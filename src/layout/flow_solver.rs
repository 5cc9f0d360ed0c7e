// Licensed under the Apache License, Version 2.0 (the "License");
// you may not use this file except in compliance with the License.
// You may obtain a copy of the License in the LICENSE-APACHE file or at:
//     https://www.apache.org/licenses/LICENSE-2.0

//! Flow solver: the measurement pass

use log::trace;
use smallvec::SmallVec;

use super::{derive_child_constraint, Constraint, Margins, SizeMode, Spacing};
use crate::geom::Size;
use crate::Element;

/// A measured member of a [`Row`]
#[derive(Copy, Clone, Debug, PartialEq, Eq)]
pub struct RowItem {
    /// Index into the child slice passed to [`FlowSolver::solve`]
    pub index: usize,
    /// The child's measured size
    pub size: Size,
}

/// One row of the flow
///
/// Members appear in the order in which they overflowed into the row, which
/// matches child traversal order. Rows are rebuilt from scratch on every
/// measurement pass; no row identity persists across passes.
#[derive(Clone, Debug, Default)]
pub struct Row {
    items: SmallVec<[RowItem; 8]>,
    height: i32,
}

impl Row {
    /// The row's members, in traversal order
    #[inline]
    pub fn items(&self) -> &[RowItem] {
        &self.items
    }

    /// The row height: the maximum measured height of members
    #[inline]
    pub fn height(&self) -> i32 {
        self.height
    }

    /// Sum of member widths, excluding spacing
    pub fn content_width(&self) -> i32 {
        self.items.iter().map(|item| item.size.0).sum()
    }
}

/// Result of a measurement pass
///
/// An immutable value: the arrangement pass reads it, and the next
/// measurement pass replaces it wholesale. Measured child sizes are cached
/// in the rows so that arrangement never re-measures.
#[derive(Clone, Debug, Default)]
pub struct FlowSolution {
    rows: Vec<Row>,
    content: Size,
    resolved: Size,
}

impl FlowSolution {
    /// The rows, in top-to-bottom order
    #[inline]
    pub fn rows(&self) -> &[Row] {
        &self.rows
    }

    /// The size the wrapped content requires
    ///
    /// Bookkeeping reserves one trailing gap per axis beyond the strict
    /// member extents; see [`FlowSolver::solve`].
    #[inline]
    pub fn content_size(&self) -> Size {
        self.content
    }

    /// The container's resolved size
    ///
    /// Per axis this is the constraint value under [`SizeMode::Exact`],
    /// else the content size (width additionally clamped to the constraint
    /// value, since width bounds wrapping).
    #[inline]
    pub fn resolved_size(&self) -> Size {
        self.resolved
    }
}

/// The measurement half of the flow engine
///
/// [`FlowSolver::solve`] walks visible children in order, packing each row
/// greedily until the next child would overflow the container width, then
/// wrapping. The wrap decision uses strict comparison: a child fitting
/// exactly flush against the boundary stays in its row.
pub struct FlowSolver;

impl FlowSolver {
    /// Measure `children` under the given constraints
    ///
    /// Each visible child is measured once, under constraints derived from
    /// the container's via [`derive_child_constraint`]. A child wider than
    /// the available width is never rejected: it is placed alone in its own
    /// row and may overflow the resolved width.
    ///
    /// Content size accounting mirrors the row arithmetic: a row's recorded
    /// width is the sum of `member width + horizontal gap` over members
    /// plus one closing gap, and each row contributes
    /// `height + vertical gap` to the content height.
    pub fn solve<E: Element>(
        width: Constraint,
        height: Constraint,
        spacing: Spacing,
        padding: Margins,
        children: &mut [E],
    ) -> FlowSolution {
        fn close_row(
            items: &mut SmallVec<[RowItem; 8]>,
            rows: &mut Vec<Row>,
            content: &mut Size,
            spacing: Spacing,
            running_width: i32,
            running_height: i32,
        ) {
            content.1 += running_height + spacing.vert;
            content.0 = content.0.max(running_width + spacing.horiz);
            rows.push(Row {
                items: std::mem::take(items),
                height: running_height,
            });
        }

        let mut rows = Vec::new();
        let mut items: SmallVec<[RowItem; 8]> = SmallVec::new();
        let mut running_width = 0;
        let mut running_height = 0;
        let mut content = Size::ZERO;

        for (index, child) in children.iter_mut().enumerate() {
            if !child.is_visible() {
                continue;
            }

            let (hint_w, hint_h) = child.hints();
            let wc = derive_child_constraint(width, padding.sum_horiz(), hint_w);
            let hc = derive_child_constraint(height, padding.sum_vert(), hint_h);
            let size = child.measure(wc, hc);

            // Wrap decision: strictly greater, so an exact flush fit stays.
            if !items.is_empty() && running_width + size.0 + spacing.horiz > width.value() {
                close_row(
                    &mut items,
                    &mut rows,
                    &mut content,
                    spacing,
                    running_width,
                    running_height,
                );
                running_width = 0;
                running_height = 0;
            }

            items.push(RowItem { index, size });
            running_width += size.0 + spacing.horiz;
            running_height = running_height.max(size.1);
        }

        if !items.is_empty() {
            close_row(
                &mut items,
                &mut rows,
                &mut content,
                spacing,
                running_width,
                running_height,
            );
        }

        let resolved = Size(
            match width.mode() {
                SizeMode::Exact => width.value(),
                SizeMode::Content => content.0.min(width.value()),
            },
            height.resolve(content.1),
        );

        trace!(
            "FlowSolver::solve: rows={}, content={:?}, resolved={:?}",
            rows.len(),
            content,
            resolved
        );
        FlowSolution {
            rows,
            content,
            resolved,
        }
    }
}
***
Work instructions ::
Copy out every line in the records where the word "RowItem" is found.

Exercise output ::
pub struct RowItem {
    items: SmallVec<[RowItem; 8]>,
    pub fn items(&self) -> &[RowItem] {
            items: &mut SmallVec<[RowItem; 8]>,
        let mut items: SmallVec<[RowItem; 8]> = SmallVec::new();
            items.push(RowItem { index, size });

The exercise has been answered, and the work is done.